# PROBLEM STATEMENT
For every line in the records below that holds "true", make a copy.

# PROVIDED MATERIAL

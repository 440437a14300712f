//! Debugger colour palette and the deterministic colour mappings used by the panels.
//!
//! Palette:
//! - Background: #0f1419, Panel: #1a1f29, Border: #2d3748
//! - Text: #e2e8f0, Muted: #94a3b8, Accent: #38bdf8
//! - Success: #10b981, Warning: #f59e0b, Error: #ef4444
//! - Exec: #8b5cf6, Read: #06b6d4, Write: #f97316

use eframe::egui;
use egui::Color32;
use std::collections::BTreeMap;

use crate::models::{Permissions, ProjectStatus};

pub const BG: Color32 = Color32::from_rgb(0x0f, 0x14, 0x19);
pub const PANEL: Color32 = Color32::from_rgb(0x1a, 0x1f, 0x29);
pub const BORDER: Color32 = Color32::from_rgb(0x2d, 0x37, 0x48);
pub const TEXT: Color32 = Color32::from_rgb(0xe2, 0xe8, 0xf0);
pub const MUTED: Color32 = Color32::from_rgb(0x94, 0xa3, 0xb8);
pub const ACCENT: Color32 = Color32::from_rgb(0x38, 0xbd, 0xf8);
pub const SUCCESS: Color32 = Color32::from_rgb(0x10, 0xb9, 0x81);
pub const WARNING: Color32 = Color32::from_rgb(0xf5, 0x9e, 0x0b);
pub const ERROR: Color32 = Color32::from_rgb(0xef, 0x44, 0x44);
pub const EXEC: Color32 = Color32::from_rgb(0x8b, 0x5c, 0xf6);
pub const READ: Color32 = Color32::from_rgb(0x06, 0xb6, 0xd4);
pub const WRITE: Color32 = Color32::from_rgb(0xf9, 0x73, 0x16);

/// EXEC wins over WRITE, WRITE over READ
pub fn permission_color(perms: Permissions) -> Color32 {
    if perms.exec {
        EXEC
    } else if perms.write {
        WRITE
    } else {
        READ
    }
}

pub fn status_color(status: ProjectStatus) -> Color32 {
    match status {
        ProjectStatus::Running => SUCCESS,
        ProjectStatus::Loaded => ACCENT,
        ProjectStatus::Stopped => ERROR,
    }
}

/// Proficiency band of a skill level
#[derive(Debug, Clone, Copy, PartialEq, Eq)]
pub enum LevelBand {
    Expert,
    Advanced,
    Proficient,
    Familiar,
}

impl LevelBand {
    pub fn of(level: u8) -> LevelBand {
        match level {
            90.. => LevelBand::Expert,
            80..=89 => LevelBand::Advanced,
            70..=79 => LevelBand::Proficient,
            _ => LevelBand::Familiar,
        }
    }

    pub fn color(self) -> Color32 {
        match self {
            LevelBand::Expert => SUCCESS,
            LevelBand::Advanced => ACCENT,
            LevelBand::Proficient => WARNING,
            LevelBand::Familiar => ERROR,
        }
    }
}

/// Visuals for theme index 0
pub fn debugger_visuals() -> egui::Visuals {
    let mut visuals = egui::Visuals::dark();

    visuals.panel_fill = PANEL;
    visuals.window_fill = PANEL;
    visuals.extreme_bg_color = BG;
    visuals.faint_bg_color = BG;
    visuals.window_stroke.color = BORDER;
    visuals.window_stroke.width = 1.0;

    visuals.selection.bg_fill = ACCENT.gamma_multiply(0.3);
    visuals.selection.stroke.color = ACCENT;
    visuals.selection.stroke.width = 1.0;

    visuals.widgets.noninteractive.bg_fill = PANEL;
    visuals.widgets.noninteractive.bg_stroke.color = BORDER;
    visuals.widgets.noninteractive.bg_stroke.width = 1.0;

    visuals.widgets.inactive.bg_fill = BORDER;
    visuals.widgets.inactive.weak_bg_fill = BORDER;
    visuals.widgets.inactive.fg_stroke.color = TEXT;

    visuals.widgets.hovered.bg_fill = Color32::from_rgb(0x4a, 0x55, 0x68);
    visuals.widgets.hovered.weak_bg_fill = Color32::from_rgb(0x4a, 0x55, 0x68);
    visuals.widgets.hovered.bg_stroke.color = ACCENT;
    visuals.widgets.hovered.fg_stroke.color = TEXT;

    visuals.widgets.active.bg_fill = ACCENT.gamma_multiply(0.5);
    visuals.widgets.active.bg_stroke.color = ACCENT;
    visuals.widgets.active.fg_stroke.color = TEXT;

    visuals.override_text_color = Some(TEXT);
    visuals.hyperlink_color = ACCENT;

    visuals
}

/// Map a theme index to visuals; unknown indices use the debugger palette
pub fn visuals_for(theme_idx: usize) -> egui::Visuals {
    match theme_idx {
        1 => egui::Visuals::dark(),
        2 => egui::Visuals::light(),
        _ => debugger_visuals(),
    }
}

/// Font size the egui default text styles are designed around (monospace body)
pub const BASE_FONT_SIZE: f32 = 12.0;

/// egui's default text styles rescaled so monospace text renders at `font_size`
pub fn text_styles(font_size: f32) -> BTreeMap<egui::TextStyle, egui::FontId> {
    let scale = font_size / BASE_FONT_SIZE;
    egui::Style::default()
        .text_styles
        .into_iter()
        .map(|(style, font)| (style, egui::FontId::new(font.size * scale, font.family)))
        .collect()
}

#[cfg(test)]
mod tests {
    use super::*;

    #[test]
    fn test_permission_priority() {
        assert_eq!(permission_color(Permissions::READ_EXEC), EXEC);
        assert_eq!(permission_color(Permissions::READ_WRITE), WRITE);
        assert_eq!(permission_color(Permissions { read: true, write: false, exec: false }), READ);
        assert_eq!(permission_color(Permissions { read: true, write: true, exec: true }), EXEC);
    }

    #[test]
    fn test_status_colors() {
        assert_eq!(status_color(ProjectStatus::Running), SUCCESS);
        assert_eq!(status_color(ProjectStatus::Loaded), ACCENT);
        assert_eq!(status_color(ProjectStatus::Stopped), ERROR);
    }

    #[test]
    fn test_level_band_boundaries() {
        assert_eq!(LevelBand::of(100), LevelBand::Expert);
        assert_eq!(LevelBand::of(90), LevelBand::Expert);
        assert_eq!(LevelBand::of(89), LevelBand::Advanced);
        assert_eq!(LevelBand::of(80), LevelBand::Advanced);
        assert_eq!(LevelBand::of(79), LevelBand::Proficient);
        assert_eq!(LevelBand::of(70), LevelBand::Proficient);
        assert_eq!(LevelBand::of(69), LevelBand::Familiar);
        assert_eq!(LevelBand::of(0), LevelBand::Familiar);
        assert_eq!(LevelBand::of(95).color(), SUCCESS);
    }

    #[test]
    fn test_visuals_for_theme_index() {
        assert_eq!(visuals_for(0).panel_fill, PANEL);
        assert_eq!(visuals_for(7).panel_fill, PANEL);
        assert!(!visuals_for(2).dark_mode);
    }

    #[test]
    fn test_text_styles_follow_font_size() {
        let defaults = egui::Style::default().text_styles;
        let doubled = text_styles(24.0);
        assert_eq!(doubled[&egui::TextStyle::Monospace].size, 24.0);
        for (style, font) in &defaults {
            assert_eq!(doubled[style].size, font.size * 2.0);
            assert_eq!(doubled[style].family, font.family);
        }
        assert_eq!(text_styles(BASE_FONT_SIZE), defaults);
    }
}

# RESULT
        assert_eq!(permission_color(Permissions { read: true, write: false, exec: false }), READ);
        assert_eq!(permission_color(Permissions { read: true, write: true, exec: true }), EXEC);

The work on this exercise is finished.